Спутники бритоголового лежали на животе, уткнувшись в придорожную пыль. Трое полицейских следили за ними. Никто из блюстителей порядка не намеревался шутить, на их лицах не было и тени улыбки. Одд догадался, что забавы "кожаных курток", должно быть, не совпадали с представлением полицейских о том, как следует развлекаться в канун Иванова дня.

Ирис свернула с шоссе и поехала по песчаной дорожке. Тень от высоких елей осеняла путников таинственным светом. Медленно, почти благоговейно, катились они по загадочному лесу, убежденные, что именно здесь перед одинокими путниками может возникнуть тролль.

Чары рассеялись, когда они выехали на дорогу, которая проходила мимо возделанных полей. Межи на крестьянских полях напоминали спицы колес.
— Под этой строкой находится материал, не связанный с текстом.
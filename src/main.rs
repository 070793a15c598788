//! immediate3d demo host
//!
//! Opens a window, renders the selected scene into a software framebuffer
//! each frame and blits it to the screen.
//!
//! Usage: `immediate3d [crate|stars] [--config path]`

use std::path::PathBuf;

use log::{error, info};
use macroquad::prelude::*;

use immediate3d::scenes::{scene_by_name, Scene, SCENE_NAMES};
use immediate3d::{load_config, Framebuffer, RenderConfig, Renderer, HEIGHT, WIDTH};

/// Version from Cargo.toml
pub const VERSION: &str = env!("CARGO_PKG_VERSION");

struct Args {
    scene: String,
    config: Option<PathBuf>,
}

fn parse_args() -> Result<Args, String> {
    let mut scene = None;
    let mut config = None;

    let mut args = std::env::args().skip(1);
    while let Some(arg) = args.next() {
        match arg.as_str() {
            "--config" => {
                let path = args.next().ok_or("--config needs a path")?;
                config = Some(PathBuf::from(path));
            }
            name if scene.is_none() && !name.starts_with('-') => scene = Some(name.to_string()),
            other => return Err(format!("Unexpected argument: {}", other)),
        }
    }

    Ok(Args {
        scene: scene.unwrap_or_else(|| "crate".to_string()),
        config,
    })
}

fn window_conf() -> Conf {
    Conf {
        window_title: format!("immediate3d v{}", VERSION),
        window_width: WIDTH as i32,
        window_height: HEIGHT as i32,
        window_resizable: true,
        ..Default::default()
    }
}

#[macroquad::main(window_conf)]
async fn main() {
    env_logger::Builder::from_env(env_logger::Env::default().default_filter_or("info"))
        .format_timestamp_millis()
        .init();

    let args = match parse_args() {
        Ok(args) => args,
        Err(e) => {
            error!("{}", e);
            error!("Usage: immediate3d [{}] [--config path]", SCENE_NAMES.join("|"));
            return;
        }
    };

    let config = match &args.config {
        Some(path) => match load_config(path) {
            Ok(cfg) => {
                info!("Loaded config from {}", path.display());
                cfg
            }
            Err(e) => {
                error!("Failed to load config {}: {}", path.display(), e);
                return;
            }
        },
        None => RenderConfig::default(),
    };

    let mut scene: Box<dyn Scene> = match scene_by_name(&args.scene) {
        Some(scene) => scene,
        None => {
            error!("Unknown scene '{}', expected one of: {}", args.scene, SCENE_NAMES.join(", "));
            return;
        }
    };
    info!("immediate3d v{}: scene '{}'", VERSION, scene.name());

    let mut renderer = Renderer::new(config);
    let start = get_time();

    loop {
        if is_key_pressed(KeyCode::Escape) {
            break;
        }

        let (w, h) = (screen_width() as usize, screen_height() as usize);
        let fb = renderer
            .take_screen()
            .filter(|fb| fb.width == w && fb.height == h)
            .unwrap_or_else(|| Framebuffer::new(w, h));
        if let Err(e) = renderer.set_screen(fb) {
            error!("Cannot render to window surface: {}", e);
            break;
        }

        if let Err(e) = scene.draw(&mut renderer, (get_time() - start) as f32) {
            error!("Scene '{}' failed: {}", scene.name(), e);
            break;
        }

        clear_background(BLACK);
        if let Some(fb) = renderer.screen() {
            let texture = Texture2D::from_rgba8(fb.width as u16, fb.height as u16, &fb.to_rgba8());
            texture.set_filter(FilterMode::Nearest);
            draw_texture_ex(
                &texture,
                0.0,
                0.0,
                WHITE,
                DrawTextureParams {
                    dest_size: Some(vec2(w as f32, h as f32)),
                    ..Default::default()
                },
            );
        }

        let stats = renderer.stats();
        draw_text(
            &format!("FPS: {} | triangles: {}", get_fps(), stats.triangles),
            5.0,
            20.0,
            20.0,
            WHITE,
        );
        renderer.reset_stats();

        next_frame().await;
    }
}
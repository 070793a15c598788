//! Per-vertex lighting and back-face culling
//!
//! Both stages work on a whole batch and share its centroid. Lighting is
//! plain Lambertian accumulation into the vertex color: no specular, no
//! distance attenuation, no clamping (the pixel pipeline saturates).

use super::math::Vec3;
use super::types::{Face, Light, NormalMode, Vertex};

/// Average position of the batch
pub fn centroid(vertices: &[Vertex]) -> Vec3 {
    if vertices.is_empty() {
        return Vec3::ZERO;
    }
    let sum = vertices.iter().fold(Vec3::ZERO, |acc, v| acc + v.pos);
    sum * (1.0 / vertices.len() as f32)
}

/// Diffuse contribution of all lights, added onto each vertex color.
///
/// With `NormalMode::Auto` every vertex normal is first replaced by the
/// direction from `center` to the vertex.
pub fn apply_lighting(vertices: &mut [Vertex], lights: &[Light], normals: NormalMode, center: Vec3) {
    for v in vertices.iter_mut() {
        if normals == NormalMode::Auto {
            v.normal = (v.pos - center).normalize();
        }

        for light in lights {
            let dir = (light.position - v.pos).normalize();
            let d = v.normal.dot(dir);
            if d > 0.0 {
                v.color.r += d * light.color.r;
                v.color.g += d * light.color.g;
                v.color.b += d * light.color.b;
            }
        }
    }
}

/// Perspective-divided position used by the culling normal
fn warped(p: Vec3) -> Vec3 {
    Vec3::new(p.x / p.z, p.y / p.z, p.z)
}

/// Face normal in (x/z, y/z, z) space, oriented away from the batch center.
///
/// When the center gives no orientation (flat batches) the winding decides.
pub fn face_normal(face: &Face, vertices: &[Vertex], center: Vec3) -> Vec3 {
    let a = warped(vertices[face.v0].pos);
    let b = warped(vertices[face.v1].pos);
    let c = warped(vertices[face.v2].pos);

    let normal = (c - a).cross(c - b).normalize();

    let offset = a - warped(center);
    if offset.dot(normal) < 0.0 {
        normal * -1.0
    } else {
        normal
    }
}

/// A face is visible when its normal points toward the viewer (negative z)
pub fn is_front_facing(normal: Vec3) -> bool {
    normal.z < 0.0
}

/// Compute normals for every face and keep only the visible ones.
/// Returns how many faces were culled.
pub fn cull_back_faces(faces: &mut Vec<Face>, vertices: &[Vertex], center: Vec3) -> usize {
    let before = faces.len();
    for face in faces.iter_mut() {
        face.normal = face_normal(face, vertices, center);
    }
    faces.retain(|f| is_front_facing(f.normal));
    before - faces.len()
}

#[cfg(test)]
mod tests {
    use super::*;
    use crate::rasterizer::types::Rgba;

    fn black(x: f32, y: f32, z: f32) -> Vertex {
        let mut v = Vertex::from_pos(x, y, z);
        v.color = Rgba::BLACK;
        v
    }

    #[test]
    fn test_centroid() {
        let verts = [black(0.0, 0.0, 0.0), black(3.0, 0.0, 0.0), black(0.0, 3.0, 6.0)];
        assert_eq!(centroid(&verts), Vec3::new(1.0, 1.0, 2.0));
        assert_eq!(centroid(&[]), Vec3::ZERO);
    }

    #[test]
    fn test_auto_normals_point_away_from_center() {
        let mut verts = [black(-1.0, 0.0, 10.0), black(1.0, 0.0, 10.0)];
        let c = centroid(&verts);
        apply_lighting(&mut verts, &[], NormalMode::Auto, c);
        assert_eq!(verts[0].normal, Vec3::new(-1.0, 0.0, 0.0));
        assert_eq!(verts[1].normal, Vec3::new(1.0, 0.0, 0.0));
    }

    #[test]
    fn test_lambert_accumulates_per_light() {
        let mut verts = [black(-1.0, 0.0, 10.0), black(1.0, 0.0, 10.0)];
        let c = centroid(&verts);
        let lights = [
            Light { position: Vec3::new(-5.0, 0.0, 10.0), color: Rgba::rgb(0.5, 0.25, 1.0) },
            Light { position: Vec3::new(-1.0, 4.0, 10.0), color: Rgba::rgb(1.0, 1.0, 1.0) },
        ];
        apply_lighting(&mut verts, &lights, NormalMode::Auto, c);

        // Left vertex faces the first light head-on; the second is perpendicular
        assert!((verts[0].color.r - 0.5).abs() < 1e-5);
        assert!((verts[0].color.b - 1.0).abs() < 1e-5);
        // Right vertex faces away from the first light and gets nothing from it
        let d = Vec3::new(1.0, 0.0, 0.0).dot((Vec3::new(-1.0, 4.0, 10.0) - verts[1].pos).normalize());
        assert!(d < 0.0);
        assert_eq!(verts[1].color.r, 0.0);
        assert_eq!(verts[1].color.a, 1.0);
    }

    #[test]
    fn test_explicit_normals_are_kept() {
        let mut verts = [black(-1.0, 0.0, 10.0), black(1.0, 0.0, 10.0)];
        for v in &mut verts {
            v.normal = Vec3::new(0.0, 0.0, -1.0);
        }
        let c = centroid(&verts);
        let lights = [Light { position: Vec3::new(0.0, 0.0, 0.0), color: Rgba::WHITE }];
        apply_lighting(&mut verts, &lights, NormalMode::Explicit, c);
        assert_eq!(verts[0].normal, Vec3::new(0.0, 0.0, -1.0));
        assert!(verts[0].color.g > 0.9);
    }

    #[test]
    fn test_winding_decides_for_flat_batch() {
        let verts = [
            Vertex::from_pos(0.0, 40.0, 200.0),
            Vertex::from_pos(40.0, 0.0, 200.0),
            Vertex::from_pos(0.0, 0.0, 200.0),
        ];
        let c = centroid(&verts);
        let front = Face::new(0, 1, 2);
        let back = Face::new(2, 1, 0);
        assert!(is_front_facing(face_normal(&front, &verts, c)));
        assert!(!is_front_facing(face_normal(&back, &verts, c)));
    }

    #[test]
    fn test_closed_mesh_orients_by_center() {
        // Two faces of a box around z = 100, both wound the same way.
        let verts = [
            Vertex::from_pos(-10.0, -10.0, 90.0),
            Vertex::from_pos(10.0, -10.0, 90.0),
            Vertex::from_pos(0.0, 10.0, 90.0),
            Vertex::from_pos(-10.0, -10.0, 110.0),
            Vertex::from_pos(10.0, -10.0, 110.0),
            Vertex::from_pos(0.0, 10.0, 110.0),
        ];
        let c = centroid(&verts);
        let mut faces = vec![Face::new(0, 1, 2), Face::new(3, 4, 5)];
        let culled = cull_back_faces(&mut faces, &verts, c);
        assert_eq!(culled, 1);
        assert_eq!(faces[0].indices(), [0, 1, 2]);
        assert!(faces[0].normal.z < 0.0);
    }
}
//! Demo scenes driven through the immediate-mode API

mod crate_scene;
mod stars;

pub use crate_scene::CrateScene;
pub use stars::StarsScene;

use std::path::Path;
use std::rc::Rc;

use log::{info, warn};

use crate::rasterizer::{Color, RenderError, Renderer, Texture};

/// Something that draws one frame into a renderer
pub trait Scene {
    fn name(&self) -> &'static str;

    /// Draw a frame. `time` is seconds since the scene started.
    fn draw(&mut self, r: &mut Renderer, time: f32) -> Result<(), RenderError>;
}

/// Scene names accepted by `scene_by_name`
pub const SCENE_NAMES: &[&str] = &["crate", "stars"];

pub fn scene_by_name(name: &str) -> Option<Box<dyn Scene>> {
    match name {
        "crate" => Some(Box::new(CrateScene::new())),
        "stars" => Some(Box::new(StarsScene::new())),
        _ => None,
    }
}

/// Load an image from disk, or build `fallback` if it cannot be read
pub fn load_texture_or<P: AsRef<Path>>(path: P, fallback: impl FnOnce() -> Texture) -> Rc<Texture> {
    match Texture::from_file(path.as_ref()) {
        Ok(tex) => {
            info!("Loaded texture {} ({}x{})", path.as_ref().display(), tex.width, tex.height);
            Rc::new(tex)
        }
        Err(e) => {
            warn!("{}, using generated texture", e);
            Rc::new(fallback())
        }
    }
}

/// Soft round sprite: white, alpha falling off from the center
pub fn glow_texture(size: usize) -> Texture {
    let mut tex = Texture::new(size, size);
    let half = size as f32 * 0.5;
    for y in 0..size {
        for x in 0..size {
            let dx = (x as f32 + 0.5 - half) / half;
            let dy = (y as f32 + 0.5 - half) / half;
            let d = (dx * dx + dy * dy).sqrt();
            let a = (1.0 - d).clamp(0.0, 1.0);
            // Squared falloff keeps a bright core
            let a = (a * a * 255.0).round() as u8;
            tex.pixels[y * size + x] = Color::with_alpha(255, 255, 255, a);
        }
    }
    tex.name = "glow".to_string();
    tex
}

/// Wood-ish checkerboard standing in for the crate image
pub fn crate_texture(size: usize) -> Texture {
    let mut tex = Texture::checkerboard(size, size, Color::new(168, 120, 60), Color::new(120, 80, 36));
    // Dark frame around the border
    let border = (size / 16).max(1);
    for y in 0..size {
        for x in 0..size {
            if x < border || y < border || x >= size - border || y >= size - border {
                tex.pixels[y * size + x] = Color::new(60, 40, 20);
            }
        }
    }
    tex.name = "crate".to_string();
    tex
}

#[cfg(test)]
mod tests {
    use super::*;

    #[test]
    fn test_scene_lookup() {
        for name in SCENE_NAMES {
            assert_eq!(scene_by_name(name).map(|s| s.name()), Some(*name));
        }
        assert!(scene_by_name("teapot").is_none());
    }

    #[test]
    fn test_glow_fades_to_transparent_edge() {
        let tex = glow_texture(16);
        assert_eq!(tex.get_pixel(0, 0).a, 0);
        assert!(tex.get_pixel(8, 8).a > 200);
    }

    #[test]
    fn test_missing_file_uses_fallback() {
        let tex = load_texture_or("does/not/exist.png", || crate_texture(32));
        assert_eq!(tex.name, "crate");
        assert_eq!(tex.width, 32);
    }
}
Дворняжка выскочила во взметнувшуюся пыль и залаяла, пытаясь прогнать "Хонду" со своей территории.

— Кажется, приехали!

Ирис остановила мотоцикл у покосившегося, гнилого, изъеденного насекомыми, деревянного помоста для молочных бидонов. Одд заметил, что на досках нет никаких надписей или вырезанных сердечек. Хотя помост стоял здесь, на краю дороги, должно быть, уже более ста лет и прямо-таки напрашивался, чтобы влюбленные или другие охотники расписываться на дереве вырезали на нем какие-нибудь слова.

Ирис вытащила из кармана комбинезона записку. Наморщив лоб, она стала рассматривать чертеж.

— Должно быть, вон та хибара!

Наполовину спрятанный в березовой роще, в зелени виднелся деревянный туристский домик. Черно-лиловую воду озера пересекал белый понтонный мост, который вел от другого, совсем уж маленького домика на берегу. Дачный участок окружал штакетник, сколоченный из поставленных наискось можжевеловых реек. Ухоженный, нарядный участок напоминал рекламную картинку из журнала "Уютный дом".

— Но они же меня не знают, — сказал Одд.

— Ничего! Мама мне как подруга. Надеюсь, ты не передумал, не сбежишь?

— Нет, черт возьми! Я рад, что ты взяла меня с собой.

— Хорошо, что ты поехал. А я ведь тоже не знакома с маминым другом!

— Ему может не понравиться, что я без приглашения врываюсь к нему в дом в канун Иванова дня.

— Ты мой гость, а я приглашена.

Когда они вошли через калитку в штакетнике, девушка взяла Одда за руку. Он приободрился.

— Ирис! Иди сюда! Мы здесь!

Крик донесся из хижины на берегу. Дым, шедший из трубы, дугой стелился над озером. Из маленького окошка высунулась белокурая голова и машущая рука.

— Мама, — сказала Ирис.

— А я и так догадался.

— Идите к нам купаться! — пригласила мать и снова закрыла окошко.

— Что, сдрейфил?

— Нет, черт возьми…

Стены раздевалки были обшиты панелью из сосны, скамьи — прибиты к стене. На нержавеющих крючках висели две пары шорт, блузка и рубашка. На одной из длинных скамеек под окном — пачка аккуратно сложенных махровых полотенец, белых и коричневых.

— Заходите и выпейте пива, — позвал мужской голос из бани.

Ирис пожала плечами. Кивнула Одду и сняла с себя комбинезон. Под ним ничего не было. При ней остались лишь легкий аромат духов, красные сапоги с высокими голенищами и трусики.

Одд напряженно разглядывал ель за окном, стараясь не смотреть на тело девушки, а сам тем временем расстегивал пуговицы на груди. Ему хотелось сказать что-нибудь светское, непринужденное, но он так ничего подходящего и не придумал. Он убеждал себя: ну что тут особенного — показаться в том, в чем тебя создал бог? Тем не менее ее обнаженная фигура в наступившей тишине все росла и росла, пока совсем не заполнила комнату. Когда она кончиками пальцев ноги стащила с себя сапоги, у него защипало в горле. А когда она, змейкой выскользнув из трусиков, бросила их на сосновую лавку, он ощутил на нёбе вязкую слюну.